Criminal Law Outline
 
Always start with statutes!
Tie in Utilitarianism and Retrib.
On the exam, you’ll just say “yes, fetus is part of your body.” You need to say WHY you’re right.
 
PUNISHMENT
 
REASONS FOR PUNISHMENT
Retributivist
Looks to past
MUST punish Moral culpability: NEVER punish innocent
   –looks more kindly on crazies, capacity
People deserve punishment-don’t care about deterrence
“eye for an eye”
Assaultive
morally right to hate criminals/noxious insects
Protective
Punish wrongdoer to give power back to victims/focus on victim
Positive
punishment despite rehabilitation
Negative
innocent (not morally culpable) shouldn’t be punished for the benefit of all
Utilitarian
Benefit society
Looks to future
Looks at consequence of punishment decision
what to do to minimize future crimes
DETERRANCE!
Deter others
Deter individual
Incapacitate
Reform!
                                     Believes in rehabilitation
 
 
 
Humiliation
 
8th AMENDMENT/Constitutional (cruel and unusual punishment)=minimum for state
3 strikes law=OK by Ewing
 
8th Amendment analysis
sentences of others in same jurisdiction
sentences of others in other jurisdictions
 
Proportionality in Punishment (Does the sentence fit the crime?)

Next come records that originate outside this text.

//! End-to-end pipeline runs against a local mock of the HN API.

use std::sync::Arc;
use std::time::Duration;

use httpmock::prelude::*;
use serde_json::json;

use newsmon_client::HnClient;
use newsmon_core::testutil::{MockFetchReporter, MockSettingsStore};
use newsmon_core::{AppError, FetchConfig, FilterEngine, FilterSet, NewsPipeline};

async fn mock_hn() -> MockServer {
    let server = MockServer::start_async().await;

    server
        .mock_async(|when, then| {
            when.method(GET).path("/v0/topstories.json");
            then.status(200).json_body(json!([1, 2, 3, 4]));
        })
        .await;
    server
        .mock_async(|when, then| {
            when.method(GET).path("/v0/item/1.json");
            then.status(200).json_body(json!({
                "id": 1, "title": "Rust async runtime", "url": "https://example.com/1",
                "score": 50, "time": 1_700_000_000
            }));
        })
        .await;
    server
        .mock_async(|when, then| {
            when.method(GET).path("/v0/item/2.json");
            then.status(200).json_body(json!({
                "id": 2, "title": "Cooking tips", "score": 80, "time": 1_700_000_100
            }));
        })
        .await;
    server
        .mock_async(|when, then| {
            when.method(GET).path("/v0/item/3.json");
            then.status(500);
        })
        .await;
    server
        .mock_async(|when, then| {
            when.method(GET).path("/v0/item/4.json");
            then.status(200).body("null");
        })
        .await;

    server
}

fn pipeline(
    server: &MockServer,
    filters: FilterSet,
) -> anyhow::Result<NewsPipeline<HnClient, MockSettingsStore>> {
    let client = HnClient::with_base_url(&server.base_url())?;
    let engine = Arc::new(FilterEngine::new(MockSettingsStore::empty(), filters));
    Ok(NewsPipeline::new(client, engine, FetchConfig::default()))
}

#[tokio::test]
async fn keyword_filter_over_http() -> anyhow::Result<()> {
    let server = mock_hn().await;
    let reporter = MockFetchReporter::new();

    let stories = pipeline(&server, FilterSet::parse("rust", ""))?
        .run(&reporter)
        .await?;

    assert_eq!(stories.len(), 1);
    assert_eq!(stories[0].id, 1);
    assert_eq!(reporter.failed_ids(), vec![3, 4]);
    Ok(())
}

#[tokio::test]
async fn unfiltered_run_over_http_is_ranked() -> anyhow::Result<()> {
    let server = mock_hn().await;

    let stories = pipeline(&server, FilterSet::default())?
        .run(&MockFetchReporter::new())
        .await?;

    let ids: Vec<u64> = stories.iter().map(|s| s.id).collect();
    assert_eq!(ids, vec![2, 1]);
    assert!(stories[0].url.is_none());
    Ok(())
}

#[tokio::test]
async fn id_list_outage_fails_the_run() -> anyhow::Result<()> {
    let server = MockServer::start_async().await;
    server
        .mock_async(|when, then| {
            when.method(GET).path("/v0/topstories.json");
            then.status(502);
        })
        .await;

    let err = pipeline(&server, FilterSet::default())?
        .run(&MockFetchReporter::new())
        .await
        .unwrap_err();

    assert!(matches!(err, AppError::PipelineError(_)));
    Ok(())
}

#[tokio::test]
async fn slow_item_is_dropped_after_request_timeout() -> anyhow::Result<()> {
    let server = MockServer::start_async().await;
    server
        .mock_async(|when, then| {
            when.method(GET).path("/v0/topstories.json");
            then.status(200).json_body(json!([1, 2]));
        })
        .await;
    server
        .mock_async(|when, then| {
            when.method(GET).path("/v0/item/1.json");
            then.status(200)
                .delay(Duration::from_secs(3))
                .json_body(json!({"id": 1, "title": "slow", "score": 1, "time": 1}));
        })
        .await;
    server
        .mock_async(|when, then| {
            when.method(GET).path("/v0/item/2.json");
            then.status(200)
                .json_body(json!({"id": 2, "title": "fast", "score": 2, "time": 2}));
        })
        .await;

    let client = HnClient::with_base_url(&server.base_url())?;
    let engine = Arc::new(FilterEngine::new(MockSettingsStore::empty(), FilterSet::default()));
    let config = FetchConfig::default().with_request_timeout(Duration::from_millis(300));
    let pipeline = NewsPipeline::new(client, engine, config);

    let stories = pipeline.run(&MockFetchReporter::new()).await?;

    assert_eq!(stories.len(), 1);
    assert_eq!(stories[0].id, 2);
    Ok(())
}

Case: Dudley: two guys on stranded boat eat 17 year-old co-passenger to keep from dying. Tried and convicted of murder
 
Uniformity in sentencing—probably impossible to achieve
–Determinate sentencing: add or subtract points based on circumstances (people across states get same points)
–Indeterminate sentencing (individual characteristics help)
 
Give powers to Judge (indeterminate) or Congress (determinate–more uniform) to decide sentencing? Depends where your skepticism lies.
 
Due Process: PRINCIPLE OF LEGALITY
-no crime without a preexisting law, no punishment without a preexisting law
            -Fair warning
                        -don’t want judges making crimes out of things they don’t like
Due Process violation to punish ppl committing crimes that weren’t illegal at the time
                        –Can the D expect this to be a crime? Legislature can create new laws.
 
Vagueness – important. Violates DP. If statute is so vague, people of common intelligence must necessarily guess and differ at its meaning, you can get it thrown out.
–not vague if explained by prior case
 
Case: Keeler v. Superior Court: “human being” include a fetus?
            -changing or expanding the definition of fetus would be a due process problem
 
Statutory Interpretation:–Court looks in order:
1.  Plain language of the statute, grammar/commas
2. Legislative history/intent
3.  Common usage, what other circuit courts have done. Dictionary meaning.  Location in civil or criminal code.
4.  Rule of lenity
Rule of lenity: if statute has GRIEVOUS ambiguity, the meaning should be in favor of defendant
 
 
ACTUS REAS=External, Voluntary physical movement that causes a social harm
Every crime will have, unlike mens rea. Defined by statute.
 
 
1.      Conduct crimes – crimes defined in terms of harmful conduct, not harmful results. 
a.       EG: drunk driving – socially valuable interests have been jeopardized by the drunk driver’s conduct; no one has to get hurt. 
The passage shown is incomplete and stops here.